Recently, the type V CRISPR associated enzyme Cpf1 has been characterized as another single-subunit RGN (10). Kleinstiver et al. (11) performed in vivo (human cells) cleavage assays using two different variants named LbCpf1 (Figure 6B,S6) and AsCpf1 (Figure 6C,S7). Both variants exhibited quantitatively similar off-targeting, both with seed lengths (nseed ≈ 19 nt,LbCpf1:[18.5,19.2], AsCpf1:[18.7,19.3]) and maximum off-target activity (pmax ≈ 0.8, LbCpf1:[0.66,1.0], AsCpf1:[0.71,1.0]). Although, the stability of the RNA:DNA hybrid within the enzymes (as measured by ΔC) differ in the two cases, which mainly affects their respective on-target efficiencies, the difference is not statistically significant given the data at hand (LbCpf1:[1.15,4.0), AsCpf1:[2.25,4..0)). Compared to spCas9, the Cpf1s are much more specific as the seed region is significantly larger.
Single-molecule FRET experiments done with hAgo2 (52) utilized targets with two consecutive mismatches. Given that hybrid formation is not preceded by a PAM-like interaction, and that consecutive mismatches impose a combined penalty (Figure 5C and D), the estimated half-saturation point is approximately twice the kinetic seed length for a single mismatch (nseed ≈ 10 nt [9.5,9.9]). The hAgo2 data thus suggests a similar seed length as that of spCas9 (Figure 6D,S8), consistent with the observation that hAgo2 and spCas9 display structural similarities within their respective seed regions (41). Our fits further reveal that hAgo2 likely exhibits a substantially lower gain per correctly formed base pair (ΔC≈ 0.7 kBT [0.63,0.92]).

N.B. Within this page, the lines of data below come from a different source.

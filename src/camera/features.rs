//! Shi-Tomasi corner detection restricted to background bands.

use ndarray::Array2;

use super::config::CameraMotionConfig;
use crate::geometry::Point;

/// Detects "good features to track": local maxima of the minimum eigenvalue of
/// the gradient structure tensor, inside the configured column bands.
#[derive(Debug, Clone)]
pub struct FeatureDetector {
    mask_bands: Vec<[usize; 2]>,
    max_corners: usize,
    quality_level: f32,
    min_distance: f32,
    block_size: usize,
}

impl FeatureDetector {
    pub fn new(config: &CameraMotionConfig) -> Self {
        Self {
            mask_bands: config.mask_bands.clone(),
            max_corners: config.max_corners,
            quality_level: config.quality_level,
            min_distance: config.min_feature_distance,
            block_size: config.block_size.max(1),
        }
    }

    /// Binary inclusion mask for a frame of the given size.
    pub fn mask(&self, height: usize, width: usize) -> Array2<bool> {
        let mut mask = Array2::from_elem((height, width), false);
        for &[start, end] in &self.mask_bands {
            let end = end.min(width);
            for x in start.min(end)..end {
                mask.column_mut(x).fill(true);
            }
        }
        mask
    }

    /// Detect up to `max_corners` features, strongest first.
    pub fn detect(&self, gray: &Array2<f32>) -> Vec<Point> {
        let (h, w) = gray.dim();
        if h < 3 || w < 3 || self.max_corners == 0 {
            return Vec::new();
        }
        let mask = self.mask(h, w);
        let response = self.min_eigen_response(gray, &mask);

        let max_response = response.iter().copied().fold(0.0f32, f32::max);
        if max_response <= 0.0 {
            return Vec::new();
        }
        let threshold = max_response * self.quality_level;

        // Local maxima above threshold, in row-major order.
        let mut candidates = Vec::new();
        for y in 0..h {
            for x in 0..w {
                let r = response[[y, x]];
                if r <= 0.0 || r < threshold || !mask[[y, x]] {
                    continue;
                }
                if is_local_max(&response, y, x) {
                    candidates.push((r, Point::new(x as f32, y as f32)));
                }
            }
        }
        // Stable sort keeps row-major order among equal responses.
        candidates.sort_by(|a, b| b.0.total_cmp(&a.0));

        let min_dist_sq = self.min_distance * self.min_distance;
        let mut corners: Vec<Point> = Vec::with_capacity(self.max_corners);
        for (_, p) in candidates {
            let too_close = corners.iter().any(|c| {
                let dx = c.x - p.x;
                let dy = c.y - p.y;
                dx * dx + dy * dy < min_dist_sq
            });
            if !too_close {
                corners.push(p);
                if corners.len() == self.max_corners {
                    break;
                }
            }
        }
        corners
    }

    /// Minimum eigenvalue of the block-summed structure tensor at every masked
    /// pixel, zero elsewhere.
    fn min_eigen_response(&self, gray: &Array2<f32>, mask: &Array2<bool>) -> Array2<f32> {
        let (h, w) = gray.dim();
        let (gx, gy) = sobel(gray);

        let ixx = integral(&(&gx * &gx));
        let ixy = integral(&(&gx * &gy));
        let iyy = integral(&(&gy * &gy));

        let r = self.block_size / 2;
        let mut response = Array2::<f32>::zeros((h, w));
        for y in 0..h {
            for x in 0..w {
                if !mask[[y, x]] {
                    continue;
                }
                let y0 = y.saturating_sub(r);
                let x0 = x.saturating_sub(r);
                let y1 = (y + r + 1).min(h);
                let x1 = (x + r + 1).min(w);
                let a = box_sum(&ixx, y0, x0, y1, x1);
                let b = box_sum(&ixy, y0, x0, y1, x1);
                let c = box_sum(&iyy, y0, x0, y1, x1);
                let half_trace = (a + c) / 2.0;
                let disc = (((a - c) / 2.0).powi(2) + b * b).sqrt();
                response[[y, x]] = (half_trace - disc).max(0.0) as f32;
            }
        }
        response
    }
}

fn is_local_max(response: &Array2<f32>, y: usize, x: usize) -> bool {
    let (h, w) = response.dim();
    let r = response[[y, x]];
    for ny in y.saturating_sub(1)..(y + 2).min(h) {
        for nx in x.saturating_sub(1)..(x + 2).min(w) {
            if response[[ny, nx]] > r {
                return false;
            }
        }
    }
    true
}

/// 3x3 Sobel derivatives with replicated borders.
fn sobel(gray: &Array2<f32>) -> (Array2<f32>, Array2<f32>) {
    let (h, w) = gray.dim();
    let at = |y: isize, x: isize| {
        gray[[
            y.clamp(0, h as isize - 1) as usize,
            x.clamp(0, w as isize - 1) as usize,
        ]]
    };
    let mut gx = Array2::<f32>::zeros((h, w));
    let mut gy = Array2::<f32>::zeros((h, w));
    for y in 0..h as isize {
        for x in 0..w as isize {
            let dx = (at(y - 1, x + 1) + 2.0 * at(y, x + 1) + at(y + 1, x + 1))
                - (at(y - 1, x - 1) + 2.0 * at(y, x - 1) + at(y + 1, x - 1));
            let dy = (at(y + 1, x - 1) + 2.0 * at(y + 1, x) + at(y + 1, x + 1))
                - (at(y - 1, x - 1) + 2.0 * at(y - 1, x) + at(y - 1, x + 1));
            gx[[y as usize, x as usize]] = dx / 8.0;
            gy[[y as usize, x as usize]] = dy / 8.0;
        }
    }
    (gx, gy)
}

/// Summed-area table with a zero first row and column.
fn integral(img: &Array2<f32>) -> Array2<f64> {
    let (h, w) = img.dim();
    let mut sat = Array2::<f64>::zeros((h + 1, w + 1));
    for y in 0..h {
        let mut row = 0.0f64;
        for x in 0..w {
            row += img[[y, x]] as f64;
            sat[[y + 1, x + 1]] = sat[[y, x + 1]] + row;
        }
    }
    sat
}

#[inline]
fn box_sum(sat: &Array2<f64>, y0: usize, x0: usize, y1: usize, x1: usize) -> f64 {
    sat[[y1, x1]] - sat[[y0, x1]] - sat[[y1, x0]] + sat[[y0, x0]]
}

#[cfg(test)]
mod tests {
    use super::*;

    fn config(bands: Vec<[usize; 2]>) -> CameraMotionConfig {
        CameraMotionConfig {
            mask_bands: bands,
            ..CameraMotionConfig::default()
        }
    }

    /// Dark image with bright squares whose corners are strong features.
    fn squares(h: usize, w: usize, origins: &[(usize, usize)]) -> Array2<f32> {
        let mut img = Array2::<f32>::zeros((h, w));
        for &(oy, ox) in origins {
            for y in oy..oy + 10 {
                for x in ox..ox + 10 {
                    img[[y, x]] = 200.0;
                }
            }
        }
        img
    }

    #[test]
    fn test_mask_bands_clamped() {
        let det = FeatureDetector::new(&config(vec![[0, 2], [8, 50]]));
        let mask = det.mask(3, 10);
        let cols: Vec<bool> = (0..10).map(|x| mask[[0, x]]).collect();
        assert_eq!(
            cols,
            vec![true, true, false, false, false, false, false, false, true, true]
        );
    }

    #[test]
    fn test_flat_image_has_no_features() {
        let det = FeatureDetector::new(&config(vec![[0, 64]]));
        assert!(det.detect(&Array2::from_elem((64, 64), 90.0)).is_empty());
    }

    #[test]
    fn test_features_stay_inside_mask() {
        let img = squares(80, 120, &[(20, 10), (40, 90)]);
        let det = FeatureDetector::new(&config(vec![[0, 40]]));
        let features = det.detect(&img);
        assert!(!features.is_empty());
        assert!(features.iter().all(|p| p.x < 40.0));
    }

    #[test]
    fn test_max_corners_and_min_distance() {
        let img = squares(80, 120, &[(10, 10), (40, 10), (10, 60), (40, 60)]);
        let mut cfg = config(vec![[0, 120]]);
        cfg.max_corners = 5;
        cfg.min_feature_distance = 6.0;
        let features = FeatureDetector::new(&cfg).detect(&img);
        assert!(features.len() <= 5);
        for (i, a) in features.iter().enumerate() {
            for b in &features[i + 1..] {
                let d = ((a.x - b.x).powi(2) + (a.y - b.y).powi(2)).sqrt();
                assert!(d >= 6.0);
            }
        }
    }
}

Unlike the aforementioned RGNs, the Type I CRISPR uses a multi-subunit protein complex, termed Cascade, to target invaders (77). Semenova et al. (38) measured the dissociation constant in vitro of the E.Coli (subtype IE). Fitting their data, we find that mismatches within the first 9 nt of the guide lead to rapid rejection (Figure 6E). Interestingly, the energetic gain for a match again suggests a large contribution of the protein to the overall stability, similar to the other CRISPR systems tested (ΔC ≈ 3.7 kBT).
DISCUSSION AND CONCLUSION
We have presented a general description of target recognition by RNA guided nucleases with a progressive matching between guide and target (Figure 1A)—describing both CRISPR and Argonaute systems. In its simplest form, our model contains only two parameters to describe the R-loop formation process: an average bias towards incorporation beyond a match (ΔC) and an average bias against extending the R-loop beyond a mismatch (ΔI) (Figure 1B; middle panel). Despite the simplifications going into this minimal model, we can quantitatively understand the targeting rules for these RGNs as resulting from kinetics (specificity-efficiency decoupling, Figure 2C–F; seed region, Figure 3B; and mismatch spread, Figure 5D). Moreover, our model also explains why there is in general a poor match between cleavage propensity and binding propensity for these nucleases (14, 28, 33, 34, 36, 59) (Figure 4 D). Based on our model we have been able to establish a general targeting rule: Off-targets will typically be rejected if any mismatch, say the m:th mismatch, is positioned closer than nseed + (m – 1)npair from the PAM (see Equation 2 and 3).
Although Figure 6 shows that our model can already describe experimental data from various RGNs, the number of microscopic parameters in the physical model (ΔPAM, ΔC, ΔI, and Δclv, see Methods and Figure 1B) exceeds the number of fit parameters available from single-mismatch experiments (ΔC, pmax, and nseed) (S.I). It is therefore not possible to determine all the microscopic parameters from single-mismatch experiments alone. However, Figures 5B shows that with two mismatches, we could also fit out npair, and so determine all the microscopic parameters. Alternatively, we show in the S.I. that a combination of data from singlemismatch binding and cleavage experiments can provide all four microscopic parameters as well. It should be possible to directly extract all four microscopic parameters once such extended datasets become available.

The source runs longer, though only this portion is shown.